Folha de S. Paulo


Juíza da Suprema Corte dos EUA ataca Trump e é criticada dos dois lados

Na mesma semana, a mais velha juíza da Suprema Corte dos EUA, Ruth Bader Ginsburg, 83, deu três entrevistas em que fulminou o virtual presidenciável republicano, Donald Trump.

Em declarações para Associated Press, "New York Times" e CNN, ela o chamou de "farsa" e sorriu ao especular a reação do marido, já morto, ao "presidente Trump": "Agora é hora de nos mudarmos para a Nova Zelândia".

Ginsburg recebeu críticas, da direita à esquerda, ao quebrar o tradicional distanciamento que os juízes do equivalente americano ao Supremo Tribunal Federal mantêm das eleições.

Trump sugeriu na quarta (13) que ela renunciasse após "constranger a todos com comentários bem imbecis".

Até o senador Ted Cruz (Texas), com quem o magnata ainda não se reconciliou após um virulento embate nas prévias republicanas, considerou "perigoso" que "juízes não eleitos tentem impor suas visões políticas".

Partidários de Hillary Clinton temem que a posição de Ginsburg amoleça eleitores reticentes a Trump, que prefeririam engoli-lo para evitar um Judiciário à esquerda.

Democratas se esquivaram de comentar o episódio; o porta-voz da Casa Branca, Josh Earnest, limitou-se a dizer que Ginsburg "não ganhou o apelido de 'A Notória RBG' [suas iniciais] à toa".

O "New York Times", que apoia abertamente a democrata Hillary Clinton, publicou na quarta um editorial intitulado "Trump está certo sobre Ginsburg".

O jornal lembra que George W. Bush só venceu após a Suprema Corte ordenar que a Flórida parasse de recontar seus votos ""a vantagem do republicano sobre o democrata Al Gore no Estado era de 537 votos. "Imagine se fosse 2000. Alguém poderia argumentar, a sério, que o único guia de Ginsburg seria a lei?"

DESEQUILÍBRIO

Ginsburg tocou num nervo deste pleito: o próximo presidente tem "validade" de oito anos, se reeleito, mas poderá redefinir por décadas a corte ""de onde saem decisões que impactam gerações, como a queda de restrições ao aborto neste ano e a liberação do casamento gay, em 2015.

Cabe ao presidente nomear um novo juiz, e o Congresso deve ratificá-lo.
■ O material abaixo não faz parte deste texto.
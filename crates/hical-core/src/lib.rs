pub mod config;
pub mod entitlements;
pub mod error;

pub use config::{
    CalendarConfig, CloudConfig, Config, EditorConfig, NotificationConfig, RecurrenceConfig,
    StorageConfig, ValidationResult,
};
pub use entitlements::{Entitlements, PremiumFlag};
pub use error::{
    AppError, AppResult, ConfigError, DatabaseError, ReqwestErrorExt, RusqliteErrorExt,
    TransportError,
};

use anyhow::Result;

/// Initialize logging for the HiCal services
pub fn init() -> Result<()> {
    tracing_subscriber::fmt()
        .with_env_filter(
            tracing_subscriber::EnvFilter::try_from_default_env()
                .unwrap_or_else(|_| tracing_subscriber::EnvFilter::new("info")),
        )
        .try_init()
        .map_err(|e| anyhow::anyhow!("Failed to install tracing subscriber: {}", e))?;

    tracing::info!("HiCal core initialized");
    Ok(())
}
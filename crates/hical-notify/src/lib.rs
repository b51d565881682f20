//! Local reminder notifications for HiCal events.
//!
//! The scheduler is registered as an [`hical_events::EventObserver`] so every
//! store write reschedules (and every delete cancels) the affected reminders.

pub mod center;
pub mod scheduler;

pub use center::{Authorization, MemoryNotificationCenter, NotificationCenter, NotificationRequest};
pub use scheduler::{notification_id, NotificationScheduler, ScheduleOutcome};
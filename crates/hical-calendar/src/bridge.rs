//! Two-way bridge between the event store and the platform calendar.
//!
//! Operations need premium and calendar permission. `request_access` needs only
//! premium and `disable_sync` is always allowed.
//! One bridge pass runs at a time. Each item is handled to completion (native
//! write plus link row) before cancellation is checked, so a cancelled pass
//! leaves the mapping consistent.

use std::collections::{BTreeSet, HashMap, HashSet};
use std::ops::Range;
use std::sync::atomic::{AtomicBool, Ordering};
use std::sync::Arc;

use chrono::{DateTime, Duration, NaiveDate, Utc};
use hical_core::{AppError, AppResult, CalendarConfig, Entitlements};
use hical_events::{start_of_day, Event, EventStore, ReminderKind};
use parking_lot::Mutex;
use tokio::sync::broadcast;
use tokio_util::sync::CancellationToken;
use tracing::{debug, info, instrument, warn};

use crate::links::LinkStore;
use crate::native::{CalendarAuthorization, NativeCalendar, NativeItem};
use crate::types::{
    BridgeSettings, BridgeSyncReport, CalendarLink, CleanupReport, LinkOrigin, SyncDirection,
    SyncFrequency,
};

/// Starts within this many seconds count as the same occurrence.
const DEDUP_TOLERANCE_SECS: i64 = 60;

/// Resets the single-flight flag on drop.
struct PassGuard<'a>(&'a AtomicBool);

impl Drop for PassGuard<'_> {
    fn drop(&mut self) {
        self.0.store(false, Ordering::SeqCst);
    }
}

pub struct SystemCalendarBridge {
    store: Arc<EventStore>,
    native: Arc<dyn NativeCalendar>,
    entitlements: Arc<dyn Entitlements>,
    links: LinkStore,
    settings: Mutex<BridgeSettings>,
    config: CalendarConfig,
    running: AtomicBool,
    cancel: Mutex<CancellationToken>,
}
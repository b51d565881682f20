//! Cloud backend port and the records exchanged through it.

use async_trait::async_trait;
use chrono::{DateTime, Utc};
use hical_core::AppResult;
use hical_events::Event;
use serde::{Deserialize, Serialize};

/// One record as the backend stores it. Deleted records stay behind as
/// tombstones so a stale copy elsewhere cannot resurrect them.
#[derive(Debug, Clone, PartialEq, Serialize, Deserialize)]
pub struct RemoteChange {
    pub id: String,
    /// Last modification, used for last-modified-wins.
    pub updated_at: DateTime<Utc>,
    #[serde(default)]
    pub deleted: bool,
    #[serde(default, skip_serializing_if = "Option::is_none")]
    pub event: Option<Event>,
}

impl RemoteChange {
    pub fn upsert(event: Event) -> Self {
        Self {
            id: event.id.clone(),
            updated_at: event.updated_at,
            deleted: false,
            event: Some(event),
        }
    }

    pub fn tombstone(id: impl Into<String>, deleted_at: DateTime<Utc>) -> Self {
        Self {
            id: id.into(),
            updated_at: deleted_at,
            deleted: true,
            event: None,
        }
    }
}

#[derive(Debug, Clone, PartialEq, Eq, Serialize, Deserialize)]
pub struct UploadAck {
    pub accepted: usize,
    pub server_time: DateTime<Utc>,
}

/// Changes received by the backend after a cursor.
#[derive(Debug, Clone, Default, PartialEq, Serialize, Deserialize)]
pub struct PullResponse {
    pub changes: Vec<RemoteChange>,
    /// Cursor for the next incremental download.
    pub server_time: Option<DateTime<Utc>>,
}

#[derive(Debug, Clone, PartialEq, Serialize, Deserialize)]
pub struct BackupSnapshot {
    pub events: Vec<Event>,
    pub backup_timestamp: DateTime<Utc>,
    #[serde(default = "default_backup_version")]
    pub version: String,
}

fn default_backup_version() -> String {
    "1.0".to_string()
}

#[derive(Debug, Clone, PartialEq)]
pub struct BackupReceipt {
    pub events_count: usize,
    pub snapshot: BackupSnapshot,
}

/// Remote storage for member data.
///
/// Both `upload` and `download` must be idempotent; the engine may repeat them
/// after a failed pass.
#[async_trait]
pub trait CloudBackend: Send + Sync {
    async fn upload(&self, changes: &[RemoteChange]) -> AppResult<UploadAck>;

    /// Changes received after `since`, oldest first. `None` returns everything.
    async fn download(&self, since: Option<DateTime<Utc>>) -> AppResult<PullResponse>;

    async fn create_backup(&self) -> AppResult<BackupReceipt>;

    /// Replace the remote data set with `snapshot`.
    async fn restore(&self, snapshot: &BackupSnapshot) -> AppResult<()>;
}
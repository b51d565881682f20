//! Premium capability gate.
//!
//! The purchase flow lives outside this crate; services only ask whether the
//! premium capability is currently unlocked.

use std::sync::atomic::{AtomicBool, Ordering};

/// Source of the "premium unlocked" capability.
pub trait Entitlements: Send + Sync {
    fn is_premium(&self) -> bool;
}

/// Entitlement flag flipped by the purchase layer.
#[derive(Debug, Default)]
pub struct PremiumFlag {
    unlocked: AtomicBool,
}

impl PremiumFlag {
    pub fn new(unlocked: bool) -> Self {
        Self {
            unlocked: AtomicBool::new(unlocked),
        }
    }

    pub fn set(&self, unlocked: bool) {
        let previous = self.unlocked.swap(unlocked, Ordering::SeqCst);
        if previous != unlocked {
            tracing::info!(unlocked, "Premium entitlement changed");
        }
    }
}

impl Entitlements for PremiumFlag {
    fn is_premium(&self) -> bool {
        self.unlocked.load(Ordering::SeqCst)
    }
}
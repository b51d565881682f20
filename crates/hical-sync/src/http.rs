//! HTTP client for the `member-data-sync` edge function.

use async_trait::async_trait;
use chrono::{DateTime, Utc};
use hical_core::{AppResult, CloudConfig, ConfigError, ReqwestErrorExt, TransportError};
use serde::de::DeserializeOwned;
use serde::{Deserialize, Serialize};
use tracing::instrument;

use crate::backend::{
    BackupReceipt, BackupSnapshot, CloudBackend, PullResponse, RemoteChange, UploadAck,
};

const FUNCTION_PATH: &str = "/functions/v1/member-data-sync";

pub struct HttpCloudBackend {
    client: reqwest::Client,
    base_url: String,
    api_key: String,
    user_id: String,
}

#[derive(Serialize)]
struct SyncRequest<'a> {
    user_id: &'a str,
    changes: &'a [RemoteChange],
}

#[derive(Serialize)]
struct PullRequest<'a> {
    user_id: &'a str,
    #[serde(skip_serializing_if = "Option::is_none")]
    since: Option<DateTime<Utc>>,
}

#[derive(Serialize)]
struct UserRequest<'a> {
    user_id: &'a str,
}

#[derive(Serialize)]
struct RestoreRequest<'a> {
    user_id: &'a str,
    backup_data: &'a BackupSnapshot,
}

#[derive(Deserialize)]
struct BackupResponse {
    backup: BackupSnapshot,
    #[serde(default)]
    stats: Option<BackupStats>,
}

#[derive(Deserialize)]
struct BackupStats {
    events_count: usize,
}

#[derive(Deserialize)]
struct MessageResponse {
    #[serde(default)]
    message: Option<String>,
}

#[derive(Deserialize)]
struct ErrorBody {
    error: String,
}

impl HttpCloudBackend {
    /// Build a client from configuration.
    ///
    /// # Errors
    /// `AppError::Config` when the API key or member id is missing.
    pub fn new(config: &CloudConfig) -> AppResult<Self> {
        let api_key = config
            .api_key
            .as_deref()
            .ok_or_else(|| ConfigError::Invalid("cloud.api_key is not set".to_string()))?;
        let user_id = config
            .user_id
            .as_deref()
            .ok_or_else(|| ConfigError::Invalid("cloud.user_id is not set".to_string()))?;
        Ok(Self::new_with_base_url(api_key, user_id, &config.base_url))
    }

    pub fn new_with_base_url(api_key: &str, user_id: &str, base_url: &str) -> Self {
        Self {
            client: reqwest::Client::new(),
            base_url: base_url.trim_end_matches('/').to_string(),
            api_key: api_key.to_string(),
            user_id: user_id.to_string(),
        }
    }

    fn auth_header(&self) -> String {
        format!("Bearer {}", self.api_key)
    }

    async fn call<B, T>(&self, action: &str, body: &B) -> Result<T, TransportError>
    where
        B: Serialize + ?Sized,
        T: DeserializeOwned,
    {
        let url = format!("{}{}", self.base_url, FUNCTION_PATH);
        let response = self
            .client
            .post(&url)
            .query(&[("action", action)])
            .header("Authorization", self.auth_header())
            .json(body)
            .send()
            .await
            .map_err(|e| e.into_transport_error())?;

        self.handle_response(response).await
    }

    /// Helper to handle function responses and errors.
    async fn handle_response<T: DeserializeOwned>(
        &self,
        response: reqwest::Response,
    ) -> Result<T, TransportError> {
        let status = response.status();

        if status.is_success() {
            return response
                .json()
                .await
                .map_err(|e| TransportError::Serialization(format!("JSON parse error: {}", e)));
        }

        let text = response.text().await.unwrap_or_default();
        let message = serde_json::from_str::<ErrorBody>(&text)
            .map(|b| b.error)
            .unwrap_or(text);

        match status.as_u16() {
            401 | 403 => Err(TransportError::Unauthorized),
            400 | 422 => Err(TransportError::Rejected(message)),
            code => Err(TransportError::ServerError {
                status: code,
                message,
            }),
        }
    }
}

#[async_trait]
impl CloudBackend for HttpCloudBackend {
    #[instrument(skip(self, changes), fields(count = changes.len()), level = "info")]
    async fn upload(&self, changes: &[RemoteChange]) -> AppResult<UploadAck> {
        let request = SyncRequest {
            user_id: &self.user_id,
            changes,
        };
        Ok(self.call("sync", &request).await?)
    }

    /// `action=pull` is not among the service's published actions
    /// (`sync`, `backup`, `restore`, `member-upgrade`); the deployment has to provide it.
    #[instrument(skip(self), level = "info")]
    async fn download(&self, since: Option<DateTime<Utc>>) -> AppResult<PullResponse> {
        let request = PullRequest {
            user_id: &self.user_id,
            since,
        };
        Ok(self.call("pull", &request).await?)
    }

    #[instrument(skip(self), level = "info")]
    async fn create_backup(&self) -> AppResult<BackupReceipt> {
        let request = UserRequest {
            user_id: &self.user_id,
        };
        let response: BackupResponse = self.call("backup", &request).await?;
        let events_count = response
            .stats
            .map(|s| s.events_count)
            .unwrap_or(response.backup.events.len());
        Ok(BackupReceipt {
            events_count,
            snapshot: response.backup,
        })
    }

    #[instrument(skip(self, snapshot), fields(count = snapshot.events.len()), level = "info")]
    async fn restore(&self, snapshot: &BackupSnapshot) -> AppResult<()> {
        let request = RestoreRequest {
            user_id: &self.user_id,
            backup_data: snapshot,
        };
        let response: MessageResponse = self.call("restore", &request).await?;
        if let Some(message) = response.message {
            tracing::debug!("Restore: {}", message);
        }
        Ok(())
    }
}

#[cfg(test)]
mod tests {
    #![allow(clippy::unwrap_used, clippy::panic)]

    use super::*;
    use chrono::TimeZone;
    use hical_core::AppError;
    use hical_events::Event;
    use wiremock::matchers::{body_partial_json, header, method, path, query_param};
    use wiremock::{Mock, MockServer, ResponseTemplate};

    fn backend(server: &MockServer) -> HttpCloudBackend {
        HttpCloudBackend::new_with_base_url("test_key", "member-1", &server.uri())
    }

    #[tokio::test]
    async fn test_upload_posts_changes() {
        let mock_server = MockServer::start().await;

        Mock::given(method("POST"))
            .and(path(FUNCTION_PATH))
            .and(query_param("action", "sync"))
            .and(header("Authorization", "Bearer test_key"))
            .and(body_partial_json(serde_json::json!({ "user_id": "member-1" })))
            .respond_with(ResponseTemplate::new(200).set_body_json(serde_json::json!({
                "accepted": 2,
                "server_time": "2024-06-01T12:00:00Z"
            })))
            .expect(1)
            .mount(&mock_server)
            .await;

        let changes = vec![
            RemoteChange::upsert(Event::new("Lunch")),
            RemoteChange::tombstone("gone", Utc::now()),
        ];
        let ack = backend(&mock_server).upload(&changes).await.unwrap();

        assert_eq!(ack.accepted, 2);
        assert_eq!(ack.server_time, Utc.with_ymd_and_hms(2024, 6, 1, 12, 0, 0).unwrap());
    }

    #[tokio::test]
    async fn test_download_parses_tombstones() {
        let mock_server = MockServer::start().await;

        Mock::given(method("POST"))
            .and(path(FUNCTION_PATH))
            .and(query_param("action", "pull"))
            .respond_with(ResponseTemplate::new(200).set_body_json(serde_json::json!({
                "changes": [
                    { "id": "e1", "updated_at": "2024-06-01T10:00:00Z", "deleted": true }
                ],
                "server_time": "2024-06-01T12:00:00Z"
            })))
            .mount(&mock_server)
            .await;

        let pull = backend(&mock_server).download(None).await.unwrap();
        assert_eq!(pull.changes.len(), 1);
        assert!(pull.changes[0].deleted);
        assert!(pull.changes[0].event.is_none());
    }

    #[tokio::test]
    async fn test_backup_reads_stats() {
        let mock_server = MockServer::start().await;

        Mock::given(method("POST"))
            .and(query_param("action", "backup"))
            .respond_with(ResponseTemplate::new(200).set_body_json(serde_json::json!({
                "message": "Backup created successfully",
                "backup": {
                    "events": [],
                    "backup_timestamp": "2024-06-01T12:00:00Z",
                    "version": "1.0"
                },
                "stats": { "events_count": 0 }
            })))
            .mount(&mock_server)
            .await;

        let receipt = backend(&mock_server).create_backup().await.unwrap();
        assert_eq!(receipt.events_count, 0);
        assert_eq!(receipt.snapshot.version, "1.0");
    }

    #[tokio::test]
    async fn test_unauthorized() {
        let mock_server = MockServer::start().await;

        Mock::given(method("POST"))
            .respond_with(ResponseTemplate::new(401))
            .mount(&mock_server)
            .await;

        let result = backend(&mock_server).download(None).await;
        assert!(matches!(
            result,
            Err(AppError::Transport(TransportError::Unauthorized))
        ));
    }

    #[tokio::test]
    async fn test_server_error_keeps_function_message() {
        let mock_server = MockServer::start().await;

        Mock::given(method("POST"))
            .respond_with(
                ResponseTemplate::new(500)
                    .set_body_json(serde_json::json!({ "error": "Member user not found" })),
            )
            .mount(&mock_server)
            .await;

        match backend(&mock_server).create_backup().await {
            Err(AppError::Transport(TransportError::ServerError { status, message })) => {
                assert_eq!(status, 500);
                assert_eq!(message, "Member user not found");
            }
            other => panic!("unexpected result: {:?}", other.map(|r| r.events_count)),
        }
    }

    #[tokio::test]
    async fn test_malformed_body_is_serialization_error() {
        let mock_server = MockServer::start().await;

        Mock::given(method("POST"))
            .respond_with(ResponseTemplate::new(200).set_body_string("not json"))
            .mount(&mock_server)
            .await;

        let result = backend(&mock_server).upload(&[]).await;
        assert!(matches!(
            result,
            Err(AppError::Transport(TransportError::Serialization(_)))
        ));
    }

    #[test]
    fn test_new_requires_credentials() {
        let config = CloudConfig {
            api_key: None,
            ..CloudConfig::default()
        };
        assert!(matches!(HttpCloudBackend::new(&config), Err(AppError::Config(_))));
    }
}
Três dos oito atuais membros beiram a idade média de aposentadoria na Corte: 78,7 anos, segundo estudo de Harvard. Ginsburg, que já superou cânceres no pâncreas e no útero, é a mais velha.

Há uma vaga vazia, a de Antonin Scalia, morto em fevereiro, aos 79. Republicanos no Senado se recusam a chancelar o nome de Merrick Garland, proposto pelo presidente Barack Obama.

O partido torce por um triunfo de Trump, que então apontaria alguém mais conservador para o cargo vitalício. Em maio, ele teve raro consenso na legenda ao divulgar 11 potenciais nomes.

As posições progressistas da juíza nunca foram segredo. Antes de ser escolhida por Bill Clinton, em 1993, ela ganhou várias causas feministas na Suprema Corte, como advogada.

Scalia era um contraponto conservador: indicado por Ronald Reagan nos anos 1980, escreveu em 1996 que a homossexualidade pode ser tão repreensível quanto "assassinato, poligamia ou crueldade a animais".

O decano da Corte, Anthony Kennedy, 79, também da era Reagan, é o fiel da balança, sem inclinação ideológica preponderante.

"Essa liberdade não mais será negada", escreveu ao autorizar o matrimônio gay. No entanto, foi a favor de expulsar homossexuais de grupos escoteiros 15 anos antes.

Se Trump vencer, o tribunal ficará refém do conservadorismo, diz Ginsburg. "Para o país, podem ser quatro anos. Para a Corte"¦ não quero nem imaginar."